October and November are the hardest working months in Texas Gardens.
1. Get rid of weeds by using a hand held weeder and making sure you get down deep into the tap roots. DO NOT use weed killer! The only thing I might spray on stubborn weeds that grow up in the cracks of sidewalks is straight vinager.
2. Prune back perennials and discard in yard waste any diseased or mildewed branches. Be sure to clean your pruning blades with alcohol after cutting back diseased fronds.
3. Thin out and divide perennials for re-planting or giving away. This needs to be every three years for optimum growth and flowers. Bulbs like Iris and Lilly are included in this chore.
4. Prepare and enrich existing soil with organic matter and your home-grown compost.

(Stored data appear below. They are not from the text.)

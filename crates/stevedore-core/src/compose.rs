//! Compose file loader
//!
//! Reads the subset of the Compose format the generator consumes: images,
//! environment, labels, ports, volumes, dependencies and commands. There is
//! no variable interpolation, no profile handling and no `extends`.

use std::collections::BTreeMap;
use std::path::{Path, PathBuf};

use serde::Deserialize;
use serde_yaml::Value;

use crate::error::{CoreError, Result};
use crate::project::{PortProtocol, Project, Service, ServicePort, ServiceVolume, VolumeKind};

/// Compose file names looked up when no file is given, in order
pub const DEFAULT_COMPOSE_FILES: &[&str] = &[
    "compose.yaml",
    "compose.yml",
    "docker-compose.yaml",
    "docker-compose.yml",
];

#[derive(Debug, Deserialize)]
struct ComposeFile {
    #[serde(default)]
    name: Option<String>,

    #[serde(default)]
    services: BTreeMap<String, RawService>,
}

#[derive(Debug, Default, Deserialize)]
#[serde(default)]
struct RawService {
    image: Option<String>,
    environment: Option<ListOrMap>,
    labels: Option<ListOrMap>,
    volumes: Vec<RawVolume>,
    ports: Vec<RawPort>,
    expose: Vec<Value>,
    depends_on: Option<DependsOn>,
    command: Option<StringOrList>,
    entrypoint: Option<StringOrList>,
}

#[derive(Debug, Deserialize)]
#[serde(untagged)]
enum ListOrMap {
    List(Vec<String>),
    Map(BTreeMap<String, Option<Value>>),
}

#[derive(Debug, Deserialize)]
#[serde(untagged)]
enum DependsOn {
    List(Vec<String>),
    Map(BTreeMap<String, Value>),
}

#[derive(Debug, Deserialize)]
#[serde(untagged)]
enum StringOrList {
    String(String),
    List(Vec<String>),
}

#[derive(Debug, Deserialize)]
#[serde(untagged)]
enum RawPort {
    Long {
        target: u16,
        #[serde(default)]
        protocol: Option<String>,
    },
    Short(Value),
}

#[derive(Debug, Deserialize)]
#[serde(untagged)]
enum RawVolume {
    Long {
        #[serde(rename = "type", default)]
        kind: Option<String>,
        #[serde(default)]
        source: Option<String>,
        target: String,
        #[serde(default)]
        read_only: bool,
    },
    Short(String),
}

/// Find the default compose file in a directory
pub fn find_compose_file(dir: &Path) -> Option<PathBuf> {
    DEFAULT_COMPOSE_FILES
        .iter()
        .map(|name| dir.join(name))
        .find(|path| path.is_file())
}

/// Load a project from a compose file on disk
pub fn load_project(path: &Path) -> Result<Project> {
    if !path.is_file() {
        return Err(CoreError::ComposeNotFound {
            path: path.display().to_string(),
        });
    }

    let content = std::fs::read_to_string(path)?;
    let working_dir = match path.parent() {
        Some(parent) if !parent.as_os_str().is_empty() => parent.to_path_buf(),
        _ => PathBuf::from("."),
    };

    parse_project(&content, &working_dir)
}

/// Parse a compose document, resolving relative paths against `working_dir`
pub fn parse_project(content: &str, working_dir: &Path) -> Result<Project> {
    let file: ComposeFile = serde_yaml::from_str(content)?;

    let name = file
        .name
        .or_else(|| {
            working_dir
                .canonicalize()
                .ok()
                .and_then(|dir| dir.file_name().map(|n| n.to_string_lossy().into_owned()))
        })
        .unwrap_or_else(|| "app".to_string());

    let mut project = Project::new(name, working_dir);
    for (service_name, raw) in file.services {
        let service = convert_service(&service_name, raw, working_dir)?;
        project.services.insert(service_name, service);
    }

    tracing::debug!(
        project = %project.name,
        services = project.services.len(),
        "loaded compose project"
    );

    Ok(project)
}

fn convert_service(name: &str, raw: RawService, working_dir: &Path) -> Result<Service> {
    let mut service = Service::new(name).with_working_dir(working_dir);
    service.image = raw.image;

    if let Some(environment) = raw.environment {
        service.environment = parse_environment(environment);
    }

    if let Some(labels) = raw.labels {
        service.labels = parse_labels(labels);
    }

    for port in raw.ports {
        service.ports.push(parse_port(name, port)?);
    }
    for exposed in raw.expose {
        let port = parse_short_port(name, &scalar_to_string(&exposed))?;
        if !service.ports.contains(&port) {
            service.ports.push(port);
        }
    }

    for volume in raw.volumes {
        service.volumes.push(parse_volume(name, volume)?);
    }

    service.depends_on = match raw.depends_on {
        Some(DependsOn::List(list)) => list,
        Some(DependsOn::Map(map)) => map.into_keys().collect(),
        None => Vec::new(),
    };

    service.command = raw.command.map(split_command).unwrap_or_default();
    service.entrypoint = raw.entrypoint.map(split_command).unwrap_or_default();

    Ok(service)
}

fn parse_environment(raw: ListOrMap) -> BTreeMap<String, Option<String>> {
    match raw {
        ListOrMap::List(items) => items
            .into_iter()
            .map(|item| match item.split_once('=') {
                Some((key, value)) => (key.to_string(), Some(value.to_string())),
                None => {
                    let value = std::env::var(&item).ok();
                    (item, value)
                }
            })
            .collect(),
        ListOrMap::Map(map) => map
            .into_iter()
            .map(|(key, value)| {
                let value = match value {
                    Some(v) => Some(scalar_to_string(&v)),
                    None => std::env::var(&key).ok(),
                };
                (key, value)
            })
            .collect(),
    }
}

fn parse_labels(raw: ListOrMap) -> BTreeMap<String, String> {
    match raw {
        ListOrMap::List(items) => items
            .into_iter()
            .map(|item| match item.split_once('=') {
                Some((key, value)) => (key.to_string(), value.to_string()),
                None => (item, String::new()),
            })
            .collect(),
        ListOrMap::Map(map) => map
            .into_iter()
            .map(|(key, value)| {
                let value = value.map(|v| scalar_to_string(&v)).unwrap_or_default();
                (key, value)
            })
            .collect(),
    }
}

fn parse_port(service: &str, raw: RawPort) -> Result<ServicePort> {
    match raw {
        RawPort::Long { target, protocol } => {
            let protocol = match protocol {
                Some(p) => PortProtocol::parse(&p).ok_or_else(|| {
                    CoreError::invalid_service(service, format!("unknown port protocol '{}'", p))
                })?,
                None => PortProtocol::Tcp,
            };
            Ok(ServicePort { target, protocol })
        }
        RawPort::Short(value) => parse_short_port(service, &scalar_to_string(&value)),
    }
}

/// Parse `[host:][published:]target[/protocol]`, keeping only the target
fn parse_short_port(service: &str, spec: &str) -> Result<ServicePort> {
    let (ports, protocol) = match spec.rsplit_once('/') {
        Some((ports, proto)) => {
            let protocol = PortProtocol::parse(proto).ok_or_else(|| {
                CoreError::invalid_service(service, format!("unknown port protocol '{}'", proto))
            })?;
            (ports, protocol)
        }
        None => (spec, PortProtocol::Tcp),
    };

    let target = ports.rsplit(':').next().unwrap_or(ports).trim();
    if target.contains('-') {
        return Err(CoreError::invalid_service(
            service,
            format!("port ranges are not supported: '{}'", spec),
        ));
    }

    let target: u16 = target
        .parse()
        .ok()
        .filter(|port| *port > 0)
        .ok_or_else(|| CoreError::invalid_service(service, format!("invalid port '{}'", spec)))?;

    Ok(ServicePort { target, protocol })
}

fn parse_volume(service: &str, raw: RawVolume) -> Result<ServiceVolume> {
    match raw {
        RawVolume::Long {
            kind,
            source,
            target,
            read_only,
        } => {
            let source = source.unwrap_or_default();
            let kind = match kind.as_deref() {
                Some("bind") => VolumeKind::Bind,
                Some("volume") => VolumeKind::Volume,
                Some("tmpfs") => VolumeKind::Tmpfs,
                Some(other) => {
                    return Err(CoreError::invalid_service(
                        service,
                        format!("unsupported volume type '{}'", other),
                    ));
                }
                None => volume_kind_for(&source),
            };
            Ok(ServiceVolume {
                kind,
                source,
                target,
                read_only,
            })
        }
        RawVolume::Short(spec) => {
            let parts: Vec<&str> = spec.split(':').collect();
            match parts.as_slice() {
                [target] => Ok(ServiceVolume::named("", *target)),
                [source, target, rest @ ..] => {
                    let read_only = rest
                        .first()
                        .map(|mode| mode.split(',').any(|m| m == "ro"))
                        .unwrap_or(false);
                    Ok(ServiceVolume {
                        kind: volume_kind_for(source),
                        source: source.to_string(),
                        target: target.to_string(),
                        read_only,
                    })
                }
                [] => Err(CoreError::invalid_service(service, "empty volume definition")),
            }
        }
    }
}

fn volume_kind_for(source: &str) -> VolumeKind {
    if source.starts_with('.') || source.starts_with('/') || source.starts_with('~') {
        VolumeKind::Bind
    } else {
        VolumeKind::Volume
    }
}

/// Split a string command on whitespace; lists are kept as-is
fn split_command(raw: StringOrList) -> Vec<String> {
    match raw {
        StringOrList::String(s) => s.split_whitespace().map(str::to_string).collect(),
        StringOrList::List(list) => list,
    }
}

fn scalar_to_string(value: &Value) -> String {
    match value {
        Value::String(s) => s.clone(),
        Value::Bool(b) => b.to_string(),
        Value::Number(n) => n.to_string(),
        Value::Null => String::new(),
        other => serde_yaml::to_string(other)
            .map(|s| s.trim_end().to_string())
            .unwrap_or_default(),
    }
}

5. Cover composted soil with at least three inches of mulch. I use fallen leaves from my own yard and from my neighbors’ yards. I collect from the sides of the road where cars have gone over the leaves several times and broken them up. You’ll see me up and down our cul-de-sace with my trusty wheel barrow and shovel gathering free mulch.
6. Plant any new perennials or bulbs.
7. Sit back and enjoy the last flurries of butterflies before the first freeze rolls in!
Which is your favorite fall gardening chore?
The kiss of the sun for pardon, the song of the birds for mirth, one is nearer God’s heart in a garden than anywhere else on earth.